### What needs to be done
Below are the records; count the lines that include the string "then" and give only that number.

### Saved entries
######
//! Rust library to keep a mailbox account under a storage threshold.
//!
//! The main purpose of this library is to help you to build scheduled
//! storage management for a hosted mailbox account without caring
//! about which provider actually hosts it: the library periodically
//! measures account storage usage and, when usage exceeds a
//! configured threshold, computes how many messages must be removed
//! from a target folder to bring usage back under the threshold, then
//! deletes (or simulates deleting) that many messages in rate-limited
//! batches. It can also compose a daily usage and activity report.
//!
//! This goal is achieved by exposing provider features as traits:
//! your host application (a cron job, a cloud function, a CLI)
//! implements them for its actual provider, then hands them to the
//! engines of this crate, which own all of the sizing, batching,
//! locking and reporting logic.
//!
//! See examples in the /tests folder.
//!
//! ## Provider features
//!
//! - [`GetStorageQuota`](crate::quota::GetStorageQuota)
//! - [`SearchMessages`](crate::message::search::SearchMessages)
//! - [`SearchThreads`](crate::message::search::SearchThreads)
//! - [`GetMessageSize`](crate::message::size::GetMessageSize)
//! - [`MoveToTrash`](crate::message::delete::MoveToTrash)
//! - [`RemoveMessages`](crate::message::delete::RemoveMessages)
//! - [`CounterStore`](crate::store::CounterStore)
//! - [`SendMessage`](crate::report::SendMessage)
//!
//! ## Engines
//!
//! - [`QuotaOracle`](crate::quota::QuotaOracle)
//! - [`FolderCounter`](crate::folder::count::FolderCounter)
//! - [`SizeSampler`](crate::message::size::SizeSampler)
//! - [`CleanupPlanner`](crate::cleanup::plan::CleanupPlanner)
//! - [`BatchDeleter`](crate::message::delete::BatchDeleter)
//! - [`CleanupRunner`](crate::cleanup::CleanupRunner)
//! - [`Reporter`](crate::report::Reporter)

pub mod account;
pub mod cleanup;
pub mod folder;
pub mod message;
pub mod quota;
pub mod report;
pub mod store;

#[doc(inline)]
pub use message::{delete, search, size};

/// The global `Error` alias of the library.
pub type Error = anyhow::Error;

/// The global `Result` alias of the library.
pub type Result<T> = anyhow::Result<T>;
use std::{io, path::PathBuf};

use advisory_lock::FileLockError;
use thiserror::Error;

/// Errors related to cleanup orchestration.
#[derive(Debug, Error)]
pub enum Error {
    #[error("cannot open cleanup lock file {1}")]
    OpenLockFileError(#[source] io::Error, PathBuf),
    #[error("cannot lock cleanup file {1}")]
    LockFileError(#[source] FileLockError, PathBuf),
    #[error("cannot unlock cleanup file {1}")]
    UnlockFileError(#[source] FileLockError, PathBuf),
}
//! # Quota module
//!
//! Module dedicated to storage quota measurement. The main entities
//! are the [`StorageReading`] structure, the [`GetStorageQuota`]
//! provider feature and the [`QuotaOracle`] engine that normalizes a
//! primary and a fallback provider into a single reading.

mod error;

use std::sync::Arc;

use async_trait::async_trait;
use tracing::{debug, warn};

use crate::Result;

#[doc(inline)]
pub use error::Error;

const BYTES_PER_GB: f64 = (1024u64 * 1024 * 1024) as f64;

/// A point-in-time account storage measurement.
///
/// Readings are produced fresh on every call to the
/// [`QuotaOracle`] and never cached beyond one cleanup run, except
/// for the single mid-run re-check performed by the batch deleter.
/// All sizing math works on raw bytes; the GB accessors exist for
/// reporting only and are rounded to 2 decimals.
#[derive(Clone, Copy, Debug, Default, Eq, PartialEq)]
pub struct StorageReading {
    /// The number of bytes currently used by the account, potentially
    /// across multiple services sharing the same quota.
    pub used_bytes: u64,

    /// The total storage capacity of the account, in bytes.
    pub total_bytes: u64,
}

impl StorageReading {
    /// The used/total ratio, in [0, 1].
    ///
    /// A zero-capacity reading yields 0 rather than dividing: such
    /// readings are rejected by the oracle as measurement errors
    /// before any sizing math sees them.
    pub fn usage_ratio(&self) -> f64 {
        if self.total_bytes == 0 {
            0.0
        } else {
            self.used_bytes as f64 / self.total_bytes as f64
        }
    }

    /// The used/total ratio as a percentage, in [0, 100].
    pub fn usage_percent(&self) -> f64 {
        self.usage_ratio() * 100.0
    }

    /// The used capacity in GB, rounded to 2 decimals.
    pub fn used_gb(&self) -> f64 {
        round2(self.used_bytes as f64 / BYTES_PER_GB)
    }

    /// The total capacity in GB, rounded to 2 decimals.
    pub fn total_gb(&self) -> f64 {
        round2(self.total_bytes as f64 / BYTES_PER_GB)
    }

    /// The free capacity in GB, rounded to 2 decimals.
    pub fn free_gb(&self) -> f64 {
        round2(self.total_bytes.saturating_sub(self.used_bytes) as f64 / BYTES_PER_GB)
    }

    fn is_valid(&self) -> bool {
        self.total_bytes > 0 && self.used_bytes <= self.total_bytes
    }
}

fn round2(n: f64) -> f64 {
    (n * 100.0).round() / 100.0
}

#[async_trait]
pub trait GetStorageQuota: Send + Sync {
    /// Get the current storage quota of the account.
    ///
    /// Implementations should report the quota shared across all
    /// services of the account when available, since mailbox usage
    /// alone may underestimate how full the account really is.
    async fn get_storage_quota(&self) -> Result<StorageReading>;
}

/// The storage quota oracle.
///
/// Wraps a primary quota provider (account-wide quota) and an
/// optional fallback provider (service-specific usage) behind a
/// single [`QuotaOracle::get_usage`] call. The oracle fails only when
/// every configured provider fails or reports an invalid reading, in
/// which case the caller must treat storage as unknown and abort the
/// cleanup run: sizing a destructive operation from a guessed usage
/// is never acceptable.
#[derive(Clone)]
pub struct QuotaOracle {
    primary: Arc<dyn GetStorageQuota>,
    fallback: Option<Arc<dyn GetStorageQuota>>,
}

impl QuotaOracle {
    pub fn new(primary: Arc<dyn GetStorageQuota>) -> Self {
        Self {
            primary,
            fallback: None,
        }
    }

    pub fn with_fallback(mut self, fallback: Arc<dyn GetStorageQuota>) -> Self {
        self.fallback = Some(fallback);
        self
    }

    /// Get a fresh, validated storage reading.
    pub async fn get_usage(&self) -> Result<StorageReading> {
        let primary_err = match self.primary.get_storage_quota().await {
            Ok(reading) if reading.is_valid() => {
                debug!(
                    "storage usage: {}GB of {}GB ({:.0}%)",
                    reading.used_gb(),
                    reading.total_gb(),
                    reading.usage_percent(),
                );
                return Ok(reading);
            }
            Ok(reading) => {
                let err =
                    Error::InvalidStorageReadingError(reading.used_bytes, reading.total_bytes);
                warn!("primary quota provider returned an invalid reading: {err}");
                err.to_string()
            }
            Err(err) => {
                warn!("primary quota provider failed: {err}");
                err.to_string()
            }
        };

        let Some(fallback) = &self.fallback else {
            return Err(Error::GetStorageQuotaNoFallbackError(primary_err).into());
        };

        match fallback.get_storage_quota().await {
            Ok(reading) if reading.is_valid() => {
                debug!(
                    "storage usage (fallback): {}GB of {}GB ({:.0}%)",
                    reading.used_gb(),
                    reading.total_gb(),
                    reading.usage_percent(),
                );
                Ok(reading)
            }
            Ok(reading) => {
                let err =
                    Error::InvalidStorageReadingError(reading.used_bytes, reading.total_bytes);
                Err(Error::GetStorageQuotaError(primary_err, err.to_string()).into())
            }
            Err(err) => Err(Error::GetStorageQuotaError(primary_err, err.to_string()).into()),
        }
    }
}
######
### Response to this task
2